FTTN has many good and bad points. With FTTN, we’ll be ready for future speeds, and a future deployment of FTTH. It NEARLY guarantees our FTTH future.

The problem is, it’s not being done for those reasons by anyone.

If done, it’s done out of a misconception that speeds Australians have access to in metro areas are ‘slow’ and ‘a disgrace’.
This is fuelled by a OECD reports, which show the takeup of services, and many users are taking up the crap 256/64 service Bigpond market through the nose as broadband.

If we legislate that an Australian defines broadband as 1.5Mbit and higher, our OECD rating would skyrocket, because Bigpond would be forced to stop marketing crap as broadband.

The other issue is Bigpond’s advertising budget.

No ISP spends that much on advertising, simply because the spend would be greater than 30% + of the yearly profit, and neither would Bigpond, if it didn’t have the greed of Telstra behind it.

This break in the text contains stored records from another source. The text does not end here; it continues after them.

use quill_core::{mask, Env, Error, Value};

use crate::register_fn;

fn string_arg(name: &str, arg: &Value) -> Result<String, Error> {
    match arg {
        Value::String(s) => Ok(s.borrow().clone()),
        _ => Err(Error::lisp(format!("{name}: expected string, got {arg}"))),
    }
}

fn index_arg(name: &str, arg: &Value) -> Result<usize, Error> {
    match arg.as_integer() {
        Some(n) if n >= 0 => Ok(n as usize),
        _ => Err(Error::lisp(format!(
            "{name}: expected a non-negative integer index, got {arg}"
        ))),
    }
}

fn register_string_cmp(env: &Env, name: &'static str, ci: bool, cmp: fn(&str, &str) -> bool) {
    register_fn(
        env,
        name,
        2,
        Some(2),
        &[mask::STRING, mask::STRING],
        move |args, _| {
            let a = string_arg(name, &args[0])?;
            let b = string_arg(name, &args[1])?;
            if ci {
                Ok(Value::Bool(cmp(
                    &a.to_ascii_lowercase(),
                    &b.to_ascii_lowercase(),
                )))
            } else {
                Ok(Value::Bool(cmp(&a, &b)))
            }
        },
    );
}

pub fn register(env: &Env) {
    register_fn(
        env,
        "make-string",
        1,
        Some(2),
        &[mask::NUMBER, mask::CHAR],
        |args, _| {
            let k = index_arg("make-string", &args[0])?;
            let fill = match args.get(1) {
                Some(Value::Char(c)) => *c,
                Some(other) => {
                    return Err(Error::lisp(format!("make-string: expected char, got {other}")))
                }
                None => ' ',
            };
            Ok(Value::string(fill.to_string().repeat(k)))
        },
    );

    register_fn(env, "string", 0, None, &[mask::CHAR, mask::SAME_AS_REST], |args, _| {
        let mut s = String::with_capacity(args.len());
        for arg in args {
            match arg {
                Value::Char(c) => s.push(*c),
                _ => return Err(Error::lisp(format!("string: expected char, got {arg}"))),
            }
        }
        Ok(Value::string(s))
    });

    register_fn(env, "string-length", 1, Some(1), &[mask::STRING], |args, _| {
        let s = string_arg("string-length", &args[0])?;
        Ok(Value::Number(s.chars().count() as f64))
    });

    register_fn(
        env,
        "string-ref",
        2,
        Some(2),
        &[mask::STRING, mask::NUMBER],
        |args, _| {
            let s = string_arg("string-ref", &args[0])?;
            let i = index_arg("string-ref", &args[1])?;
            s.chars()
                .nth(i)
                .map(Value::Char)
                .ok_or_else(|| Error::lisp(format!("string-ref: index {i} out of range")))
        },
    );

    register_fn(
        env,
        "string-set!",
        3,
        Some(3),
        &[mask::STRING, mask::NUMBER, mask::CHAR],
        |args, _| {
            let cell = args[0]
                .as_string_rc()
                .ok_or_else(|| Error::lisp("string-set!: expected string"))?;
            let i = index_arg("string-set!", &args[1])?;
            let c = match &args[2] {
                Value::Char(c) => *c,
                other => {
                    return Err(Error::lisp(format!("string-set!: expected char, got {other}")))
                }
            };
            let mut chars: Vec<char> = cell.borrow().chars().collect();
            if i >= chars.len() {
                return Err(Error::lisp(format!("string-set!: index {i} out of range")));
            }
            chars[i] = c;
            *cell.borrow_mut() = chars.into_iter().collect();
            Ok(Value::Nil)
        },
    );

    register_string_cmp(env, "string=?", false, |a, b| a == b);
    register_string_cmp(env, "string<?", false, |a, b| a < b);
    register_string_cmp(env, "string>?", false, |a, b| a > b);
    register_string_cmp(env, "string<=?", false, |a, b| a <= b);
    register_string_cmp(env, "string>=?", false, |a, b| a >= b);
    register_string_cmp(env, "string-ci=?", true, |a, b| a == b);
    register_string_cmp(env, "string-ci<?", true, |a, b| a < b);
    register_string_cmp(env, "string-ci>?", true, |a, b| a > b);
    register_string_cmp(env, "string-ci<=?", true, |a, b| a <= b);
    register_string_cmp(env, "string-ci>=?", true, |a, b| a >= b);

    register_fn(
        env,
        "substring",
        3,
        Some(3),
        &[mask::STRING, mask::NUMBER, mask::NUMBER],
        |args, _| {
            let s = string_arg("substring", &args[0])?;
            let start = index_arg("substring", &args[1])?;
            let end = index_arg("substring", &args[2])?;
            let len = s.chars().count();
            // Half-open range: 0 <= start <= end <= length.
            if start > end || end > len {
                return Err(Error::lisp(format!(
                    "substring: range {start}..{end} out of bounds for length {len}"
                )));
            }
            let sub: String = s.chars().skip(start).take(end - start).collect();
            Ok(Value::string(sub))
        },
    );

    register_fn(
        env,
        "string-append",
        0,
        None,
        &[mask::STRING, mask::SAME_AS_REST],
        |args, _| {
            let mut out = String::new();
            for arg in args {
                out.push_str(&string_arg("string-append", arg)?);
            }
            Ok(Value::string(out))
        },
    );

    register_fn(env, "string->list", 1, Some(1), &[mask::STRING], |args, _| {
        let s = string_arg("string->list", &args[0])?;
        Ok(Value::list_from_vec(s.chars().map(Value::Char).collect()))
    });

    register_fn(env, "list->string", 1, Some(1), &[mask::LIST], |args, _| {
        let items = args[0]
            .list_to_vec()
            .ok_or_else(|| Error::lisp(format!("Expect list, got {}", args[0])))?;
        let mut s = String::with_capacity(items.len());
        for item in &items {
            match item {
                Value::Char(c) => s.push(*c),
                other => {
                    return Err(Error::lisp(format!("list->string: expected char, got {other}")))
                }
            }
        }
        Ok(Value::string(s))
    });

    register_fn(env, "string-copy", 1, Some(1), &[mask::STRING], |args, _| {
        Ok(args[0].copy())
    });

    register_fn(
        env,
        "string-fill!",
        2,
        Some(2),
        &[mask::STRING, mask::CHAR],
        |args, _| {
            let cell = args[0]
                .as_string_rc()
                .ok_or_else(|| Error::lisp("string-fill!: expected string"))?;
            let c = match &args[1] {
                Value::Char(c) => *c,
                other => {
                    return Err(Error::lisp(format!("string-fill!: expected char, got {other}")))
                }
            };
            let len = cell.borrow().chars().count();
            *cell.borrow_mut() = c.to_string().repeat(len);
            Ok(Value::Nil)
        },
    );
}

#[cfg(test)]
mod tests {
    use quill_core::{Env, Value};

    use crate::register_stdlib;

    fn call(name: &str, args: &[Value]) -> Result<Value, quill_core::Error> {
        let env = Env::new();
        register_stdlib(&env);
        match &env.lookup_str(name).unwrap() {
            Value::Builtin(p) => {
                p.sig.check(name, args)?;
                (p.func)(args, &env)
            }
            _ => panic!("{name} is not a builtin"),
        }
    }

    fn num(n: f64) -> Value {
        Value::Number(n)
    }

    #[test]
    fn test_make_string() {
        assert_eq!(
            call("make-string", &[num(3.0), Value::Char('x')]).unwrap(),
            Value::string("xxx")
        );
        assert_eq!(call("make-string", &[num(0.0)]).unwrap(), Value::string(""));
        assert!(call("make-string", &[num(-1.0)]).is_err());
    }

    #[test]
    fn test_string_of_chars() {
        assert_eq!(
            call("string", &[Value::Char('h'), Value::Char('i')]).unwrap(),
            Value::string("hi")
        );
    }

    #[test]
    fn test_length_and_ref() {
        let s = Value::string("abc");
        assert_eq!(call("string-length", &[s.clone()]).unwrap(), num(3.0));
        assert_eq!(call("string-ref", &[s.clone(), num(1.0)]).unwrap(), Value::Char('b'));
        assert!(call("string-ref", &[s, num(3.0)]).is_err());
    }

    #[test]
    fn test_set_mutates_through_sharing() {
        let s = Value::string("abc");
        let alias = s.clone();
        call("string-set!", &[s, num(0.0), Value::Char('z')]).unwrap();
        assert_eq!(alias.display_string(), "zbc");
    }

    #[test]
    fn test_set_out_of_range() {
        assert!(call("string-set!", &[Value::string("ab"), num(2.0), Value::Char('z')]).is_err());
    }

    #[test]
    fn test_comparisons() {
        assert_eq!(
            call("string<?", &[Value::string("abc"), Value::string("abd")]).unwrap(),
            Value::Bool(true)
        );
        assert_eq!(
            call("string=?", &[Value::string("A"), Value::string("a")]).unwrap(),
            Value::Bool(false)
        );
        assert_eq!(
            call("string-ci=?", &[Value::string("A"), Value::string("a")]).unwrap(),
            Value::Bool(true)
        );
    }

    #[test]
    fn test_substring_bounds() {
        let s = Value::string("hello");
        assert_eq!(
            call("substring", &[s.clone(), num(1.0), num(3.0)]).unwrap(),
            Value::string("el")
        );
        assert_eq!(
            call("substring", &[s.clone(), num(2.0), num(2.0)]).unwrap(),
            Value::string("")
        );
        assert!(call("substring", &[s.clone(), num(3.0), num(2.0)]).is_err());
        assert!(call("substring", &[s.clone(), num(0.0), num(6.0)]).is_err());
        assert!(call("substring", &[s, num(-1.0), num(2.0)]).is_err());
    }

    #[test]
    fn test_append_and_conversions() {
        assert_eq!(
            call("string-append", &[Value::string("ab"), Value::string("cd")]).unwrap(),
            Value::string("abcd")
        );
        assert_eq!(call("string-append", &[]).unwrap(), Value::string(""));
        assert_eq!(
            call("string->list", &[Value::string("ab")]).unwrap().to_string(),
            "(#\\a #\\b)"
        );
        let chars = Value::list_from_vec(vec![Value::Char('o'), Value::Char('k')]);
        assert_eq!(call("list->string", &[chars]).unwrap(), Value::string("ok"));
    }

    #[test]
    fn test_copy_is_decoupled() {
        let s = Value::string("abc");
        let copy = call("string-copy", &[s.clone()]).unwrap();
        call("string-fill!", &[s.clone(), Value::Char('-')]).unwrap();
        assert_eq!(s.display_string(), "---");
        assert_eq!(copy.display_string(), "abc");
    }
}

Do we need FTTN? Yes, but not under the current excuses to implement it.
They are just that, excuses to get a monopoly. Telstra’s reasoning for this is to cut off all ADSL2+ DSLAMs at exchanges (Telstra is responding to competition), G9 are responding to the threat introduced, which is that Telstra plan to cut off their customers with FTTN.

So the strategy immediately came to light, we could say we don’t need faster speeds, or we can one up Telstra and show them up, offer FTTN, offer it cheaper.

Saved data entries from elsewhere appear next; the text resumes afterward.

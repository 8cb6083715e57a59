use std::cell::RefCell;
use std::fmt;
use std::rc::Rc;

use hashbrown::HashMap;
use lasso::{Rodeo, Spur};

use crate::error::Error;

// ── Symbol interning ──────────────────────────────────────────────

thread_local! {
    static INTERNER: RefCell<Rodeo> = RefCell::new(Rodeo::default());
}

/// Intern a string, returning a Spur key.
pub fn intern(s: &str) -> Spur {
    INTERNER.with(|r| r.borrow_mut().get_or_intern(s))
}

/// Resolve a Spur key back to a String.
pub fn resolve(spur: Spur) -> String {
    INTERNER.with(|r| r.borrow().resolve(&spur).to_string())
}

/// Resolve a Spur and call f with the &str, avoiding allocation.
pub fn with_resolved<F, R>(spur: Spur, f: F) -> R
where
    F: FnOnce(&str) -> R,
{
    INTERNER.with(|r| {
        let interner = r.borrow();
        f(interner.resolve(&spur))
    })
}

// ── Type bits ─────────────────────────────────────────────────────

/// One bit per value variant. Signature masks are bitwise ORs of these.
pub mod mask {
    pub const BOOL: u32 = 1 << 0;
    pub const NUMBER: u32 = 1 << 1;
    pub const CHAR: u32 = 1 << 2;
    pub const STRING: u32 = 1 << 3;
    pub const SYMBOL: u32 = 1 << 4;
    pub const NIL: u32 = 1 << 5;
    pub const PAIR: u32 = 1 << 6;
    pub const VECTOR: u32 = 1 << 7;
    pub const PROMISE: u32 = 1 << 8;
    pub const BUILTIN: u32 = 1 << 9;
    pub const SPECIAL_FORM: u32 = 1 << 10;
    pub const LAMBDA: u32 = 1 << 11;

    pub const LIST: u32 = NIL | PAIR;
    pub const ATOM: u32 = BOOL | NUMBER | CHAR | STRING | SYMBOL | NIL;
    pub const CALLABLE: u32 = BUILTIN | SPECIAL_FORM | LAMBDA;
    pub const ANY: u32 = u32::MAX;

    /// Slot sentinel: the rightmost real mask covers every further slot.
    /// Never a legal mask on its own.
    pub const SAME_AS_REST: u32 = 0;

    /// Human-readable name for a mask, used in type-violation messages.
    pub fn describe(m: u32) -> &'static str {
        match m {
            ANY => "any value",
            LIST => "list",
            ATOM => "atom",
            CALLABLE => "procedure",
            BOOL => "boolean",
            NUMBER => "number",
            CHAR => "char",
            STRING => "string",
            SYMBOL => "symbol",
            NIL => "nil",
            PAIR => "pair",
            VECTOR => "vector",
            PROMISE => "promise",
            _ if m & SYMBOL != 0 && m & PAIR != 0 => "symbol or list",
            _ if m & NUMBER != 0 => "number",
            _ => "value of another type",
        }
    }
}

And now we have where we are now. Investment stalled due to FTTN, PIPE networks deciding not to invest into regional areas until they can find out if there will be DSLAMs to connect or not, and providers not investing due to lack of backhaul and complete uncertainty.

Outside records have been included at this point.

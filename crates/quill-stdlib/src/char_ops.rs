use quill_core::{mask, Env, Error, Value};

use crate::register_fn;

fn register_char_cmp(env: &Env, name: &'static str, ci: bool, cmp: fn(char, char) -> bool) {
    register_fn(
        env,
        name,
        2,
        Some(2),
        &[mask::CHAR, mask::CHAR],
        move |args, _| match (&args[0], &args[1]) {
            (Value::Char(a), Value::Char(b)) => {
                let (a, b) = if ci {
                    (a.to_ascii_lowercase(), b.to_ascii_lowercase())
                } else {
                    (*a, *b)
                };
                Ok(Value::Bool(cmp(a, b)))
            }
            _ => Err(Error::lisp(format!("{name}: expected chars"))),
        },
    );
}

fn register_char_predicate(env: &Env, name: &'static str, test: fn(char) -> bool) {
    register_fn(env, name, 1, Some(1), &[mask::CHAR], move |args, _| {
        match &args[0] {
            Value::Char(c) => Ok(Value::Bool(test(*c))),
            _ => Err(Error::lisp(format!("{name}: expected char"))),
        }
    });
}

pub fn register(env: &Env) {
    register_char_cmp(env, "char=?", false, |a, b| a == b);
    register_char_cmp(env, "char<?", false, |a, b| a < b);
    register_char_cmp(env, "char>?", false, |a, b| a > b);
    register_char_cmp(env, "char<=?", false, |a, b| a <= b);
    register_char_cmp(env, "char>=?", false, |a, b| a >= b);
    register_char_cmp(env, "char-ci=?", true, |a, b| a == b);
    register_char_cmp(env, "char-ci<?", true, |a, b| a < b);
    register_char_cmp(env, "char-ci>?", true, |a, b| a > b);
    register_char_cmp(env, "char-ci<=?", true, |a, b| a <= b);
    register_char_cmp(env, "char-ci>=?", true, |a, b| a >= b);

    // ASCII classification only.
    register_char_predicate(env, "char-alphabetic?", |c| c.is_ascii_alphabetic());
    register_char_predicate(env, "char-numeric?", |c| c.is_ascii_digit());
    register_char_predicate(env, "char-whitespace?", |c| c.is_ascii_whitespace());
    register_char_predicate(env, "char-uppercase?", |c| c.is_ascii_uppercase());
    register_char_predicate(env, "char-lowercase?", |c| c.is_ascii_lowercase());

    register_fn(env, "char->integer", 1, Some(1), &[mask::CHAR], |args, _| {
        match &args[0] {
            Value::Char(c) => Ok(Value::Number(*c as u32 as f64)),
            _ => Err(Error::lisp("char->integer: expected char")),
        }
    });

    register_fn(env, "integer->char", 1, Some(1), &[mask::NUMBER], |args, _| {
        let code = args[0]
            .as_integer()
            .ok_or_else(|| Error::lisp(format!("integer->char: expected integer, got {}", args[0])))?;
        let c = u32::try_from(code)
            .ok()
            .and_then(char::from_u32)
            .ok_or_else(|| Error::lisp(format!("integer->char: {code} is out of range")))?;
        Ok(Value::Char(c))
    });

    register_fn(env, "char-upcase", 1, Some(1), &[mask::CHAR], |args, _| {
        match &args[0] {
            Value::Char(c) => Ok(Value::Char(c.to_ascii_uppercase())),
            _ => Err(Error::lisp("char-upcase: expected char")),
        }
    });

    register_fn(env, "char-downcase", 1, Some(1), &[mask::CHAR], |args, _| {
        match &args[0] {
            Value::Char(c) => Ok(Value::Char(c.to_ascii_lowercase())),
            _ => Err(Error::lisp("char-downcase: expected char")),
        }
    });
}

The solution is part in OPEL, but completely by focusing our efforts on what we need, which is the stop of Telstra and Bigpond marketing CRAP as BROADBAND.

It’s not broadband, its crap. That’s why our OECD ranking is low, because Australian’s are being sold crap from an Australian monopoly giant, who seems to not see that advertising budgets should not exceed a large percentage of the profits made. If they cut Bigpond right away from Telstra, right from the beginning, they’d not survive!

Enjoy!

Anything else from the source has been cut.